What you will do: Lines outside the range are not wanted. Give again exactly the lines between the line holding "pub struct RangeQuery" and the line holding "checked for inversion.", inclusive, from the listing below.

Source material:
_ _ _

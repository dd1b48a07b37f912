use chrono::NaiveDate;
use serde::Deserialize;

use syllabus_core::catalog::EnrollmentSet;
use syllabus_core::serde::{
    deserialize_comma_separated, deserialize_optional_date, deserialize_optional_parsed,
};
use syllabus_core::storage::DateRange;

/// Query parameters for the aggregated event endpoints.
#[derive(Debug, Default, Deserialize)]
pub struct EventsQuery {
    /// First day of the window (ISO 8601: YYYY-MM-DD)
    #[serde(default, deserialize_with = "deserialize_optional_date")]
    pub start: Option<NaiveDate>,
    /// Last day of the window, inclusive
    #[serde(default, deserialize_with = "deserialize_optional_date")]
    pub end: Option<NaiveDate>,
    /// Comma-separated course ids; absent or blank means every course
    #[serde(default, deserialize_with = "deserialize_comma_separated")]
    pub courses: Option<Vec<String>>,
}

impl EventsQuery {
    pub fn enrollment(&self) -> EnrollmentSet {
        self.courses.iter().flatten().cloned().collect()
    }
}

/// Date window of the per-viewer events endpoint.
#[derive(Debug, Default, Deserialize)]
pub struct RangeQuery {
    #[serde(default, deserialize_with = "deserialize_optional_date")]
    pub start: Option<NaiveDate>,
    #[serde(default, deserialize_with = "deserialize_optional_date")]
    pub end: Option<NaiveDate>,
}

/// Query parameters for the upcoming events feed.
#[derive(Debug, Default, Deserialize)]
pub struct UpcomingQuery {
    /// Days ahead of today to include (default from configuration)
    #[serde(default, deserialize_with = "deserialize_optional_parsed")]
    pub days: Option<u64>,
    /// Maximum number of events returned
    #[serde(default, deserialize_with = "deserialize_optional_parsed")]
    pub limit: Option<usize>,
    #[serde(default, deserialize_with = "deserialize_comma_separated")]
    pub courses: Option<Vec<String>>,
}

impl UpcomingQuery {
    pub fn enrollment(&self) -> EnrollmentSet {
        self.courses.iter().flatten().cloned().collect()
    }
}

/// Fills in a missing window bound.
///
/// A missing start becomes the first day of the end's month, a missing end
/// the last day of the start's month, and with neither the current month is
/// used. The result is not checked for inversion.
pub fn resolve_range(
    start: Option<NaiveDate>,
    end: Option<NaiveDate>,
    today: NaiveDate,
) -> (NaiveDate, NaiveDate) {
    match (start, end) {
        (Some(start), Some(end)) => (start, end),
        (Some(start), None) => (start, DateRange::month_of(start).end),
        (None, Some(end)) => (DateRange::month_of(end).start, end),
        (None, None) => {
            let month = DateRange::month_of(today);
            (month.start, month.end)
        }
    }
}

#[cfg(test)]
mod tests {
    use super::*;

    fn date(year: i32, month: u32, day: u32) -> NaiveDate {
        NaiveDate::from_ymd_opt(year, month, day).unwrap()
    }

    #[test]
    fn test_resolve_range_defaults_to_current_month() {
        let today = date(2025, 2, 14);
        assert_eq!(
            resolve_range(None, None, today),
            (date(2025, 2, 1), date(2025, 2, 28))
        );
    }

    #[test]
    fn test_resolve_range_fills_single_bound() {
        let today = date(2025, 2, 14);

        assert_eq!(
            resolve_range(Some(date(2025, 6, 10)), None, today),
            (date(2025, 6, 10), date(2025, 6, 30))
        );
        assert_eq!(
            resolve_range(None, Some(date(2025, 6, 10)), today),
            (date(2025, 6, 1), date(2025, 6, 10))
        );
    }

    #[test]
    fn test_resolve_range_keeps_inverted_bounds() {
        let today = date(2025, 2, 14);
        let (start, end) = resolve_range(Some(date(2025, 6, 30)), Some(date(2025, 6, 1)), today);
        assert!(start > end);
    }

    #[test]
    fn test_enrollment_from_courses_param() {
        let query = EventsQuery {
            courses: Some(vec!["C1".to_string(), "C2".to_string()]),
            ..EventsQuery::default()
        };
        let set = query.enrollment();
        assert!(set.contains("C1") && set.contains("C2"));

        assert!(EventsQuery::default().enrollment().is_unrestricted());
    }
}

_ _ _

Written answer:
pub struct RangeQuery {
    #[serde(default, deserialize_with = "deserialize_optional_date")]
    pub start: Option<NaiveDate>,
    #[serde(default, deserialize_with = "deserialize_optional_date")]
    pub end: Option<NaiveDate>,
}

/// Query parameters for the upcoming events feed.
#[derive(Debug, Default, Deserialize)]
pub struct UpcomingQuery {
    /// Days ahead of today to include (default from configuration)
    #[serde(default, deserialize_with = "deserialize_optional_parsed")]
    pub days: Option<u64>,
    /// Maximum number of events returned
    #[serde(default, deserialize_with = "deserialize_optional_parsed")]
    pub limit: Option<usize>,
    #[serde(default, deserialize_with = "deserialize_comma_separated")]
    pub courses: Option<Vec<String>>,
}

impl UpcomingQuery {
    pub fn enrollment(&self) -> EnrollmentSet {
        self.courses.iter().flatten().cloned().collect()
    }
}

/// Fills in a missing window bound.
///
/// A missing start becomes the first day of the end's month, a missing end
/// the last day of the start's month, and with neither the current month is
/// used. The result is not checked for inversion.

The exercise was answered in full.